[Action item] When a line below holds the string "None", show that line.

[Records provided]
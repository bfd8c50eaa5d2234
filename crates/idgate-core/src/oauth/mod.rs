//! OAuth2 client used to obtain access tokens.
//!
//! Implements `AuthClient` for the two supported grants:
//! - authorization code with PKCE, receiving the redirect on a loopback port
//! - device code (RFC 8628), polling the token endpoint
//!
//! Endpoints follow the `<auth_base_url>/as/...` layout of the identity
//! provider.

pub mod authorization_code;
pub mod device_code;
pub mod pkce;

use std::sync::Arc;
use std::time::Duration;

use async_trait::async_trait;
use chrono::{TimeDelta, Utc};
use reqwest::Client;
use serde::Deserialize;
use tracing::{debug, info};

use crate::auth::{AuthClient, AuthHint, GrantType, Token, TokenSource};
use crate::config::Config;
use crate::error::{AuthError, Error, Result};

pub use authorization_code::AuthorizationCodeSource;
pub use device_code::DeviceCodeSource;

// ============================================================================
// Constants
// ============================================================================

/// HTTP request timeout in seconds for a single OAuth2 request.
const REQUEST_TIMEOUT_SECS: u64 = 30;

/// Token lifetime assumed when the provider omits `expires_in`.
const DEFAULT_EXPIRES_IN_SECS: i64 = 3600;

#[derive(Debug, Clone)]
pub struct Endpoints {
    pub client_id: String,
    pub authorize_url: String,
    pub token_url: String,
    pub device_authorization_url: String,
    pub scopes: String,
    pub redirect_port: u16,
}

impl Endpoints {
    pub fn from_config(config: &Config) -> Result<Self> {
        let client_id = config.require_client_id()?.to_string();
        let base = config.auth_base_url.trim_end_matches('/');
        Ok(Self {
            client_id,
            authorize_url: format!("{}/as/authorize", base),
            token_url: format!("{}/as/token", base),
            device_authorization_url: format!("{}/as/device_authorization", base),
            scopes: config.scopes.clone(),
            redirect_port: config.redirect_port,
        })
    }
}

/// OAuth2 client. Clone is cheap - reqwest::Client uses Arc internally.
#[derive(Clone)]
pub struct OAuthClient {
    http: Client,
    endpoints: Arc<Endpoints>,
}

impl OAuthClient {
    pub fn new(config: &Config) -> Result<Self> {
        let endpoints = Endpoints::from_config(config)?;
        let http = Client::builder()
            .timeout(Duration::from_secs(REQUEST_TIMEOUT_SECS))
            .build()
            .map_err(|e| Error::Configuration(format!("failed to build HTTP client: {}", e)))?;

        Ok(Self {
            http,
            endpoints: Arc::new(endpoints),
        })
    }
}

#[async_trait]
impl AuthClient for OAuthClient {
    async fn token_source(
        &self,
        grant_type: GrantType,
        hint: Option<&AuthHint>,
    ) -> std::result::Result<Box<dyn TokenSource>, AuthError> {
        debug!(grant_type = %grant_type, client = ?hint.and_then(|h| h.client_name.as_deref()), "Starting OAuth2 exchange");
        match grant_type {
            GrantType::AuthorizationCode => {
                let source =
                    AuthorizationCodeSource::start(self.http.clone(), self.endpoints.clone(), hint)
                        .await?;
                Ok(Box::new(source))
            }
            GrantType::DeviceCode => {
                let source =
                    DeviceCodeSource::start(self.http.clone(), self.endpoints.clone(), hint).await?;
                Ok(Box::new(source))
            }
        }
    }
}

// ============================================================================
// Token endpoint
// ============================================================================

#[derive(Debug, Deserialize)]
struct TokenResponse {
    access_token: String,
    #[serde(default)]
    refresh_token: Option<String>,
    #[serde(default)]
    expires_in: Option<i64>,
}

impl TokenResponse {
    /// A lifetime that does not fit a timestamp is a protocol error, not a panic.
    fn into_token(self) -> std::result::Result<Token, AuthError> {
        let lifetime = self.expires_in.unwrap_or(DEFAULT_EXPIRES_IN_SECS);
        let expiry = TimeDelta::try_seconds(lifetime)
            .and_then(|delta| Utc::now().checked_add_signed(delta))
            .ok_or_else(|| {
                AuthError::Exchange(format!("token lifetime out of range: {}s", lifetime))
            })?;
        Ok(Token {
            access_token: self.access_token,
            refresh_token: self.refresh_token.filter(|t| !t.is_empty()),
            expiry,
        })
    }
}

/// RFC 6749 §5.2 error body.
#[derive(Debug, Deserialize)]
struct OAuthErrorResponse {
    error: String,
    #[serde(default)]
    error_description: Option<String>,
}

impl OAuthErrorResponse {
    fn message(&self) -> String {
        match &self.error_description {
            Some(description) => format!("{} ({})", self.error, description),
            None => self.error.clone(),
        }
    }

    fn into_auth_error(self) -> AuthError {
        if self.error == "access_denied" {
            AuthError::Denied(self.message())
        } else {
            AuthError::Exchange(self.message())
        }
    }
}

/// POST a form to the token endpoint. Protocol-level errors come back as
/// `Ok(Err(..))` so pollers can inspect the error code.
async fn request_token(
    http: &Client,
    token_url: &str,
    form: &[(&str, &str)],
) -> std::result::Result<std::result::Result<TokenResponse, OAuthErrorResponse>, AuthError> {
    let response = http.post(token_url).form(form).send().await?;
    let status = response.status();
    let body = response.text().await?;

    if status.is_success() {
        return serde_json::from_str(&body)
            .map(Ok)
            .map_err(|e| AuthError::Exchange(format!("invalid token response: {}", e)));
    }

    serde_json::from_str::<OAuthErrorResponse>(&body)
        .map(Err)
        .map_err(|_| AuthError::Exchange(format!("token endpoint returned {}", status)))
}

/// Tell the user what to do. Goes to stderr because stdout may be the MCP
/// transport.
fn announce(hint: Option<&AuthHint>, message: &str) {
    match hint.and_then(|h| h.client_name.as_deref()) {
        Some(client) => eprintln!("\n[idgate] Sign-in requested by {}.\n{}\n", client, message),
        None => eprintln!("\n{}\n", message),
    }
    info!("{}", message);
}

[Solution to this task]
            None => self.error.clone(),
        None => eprintln!("\n{}\n", message),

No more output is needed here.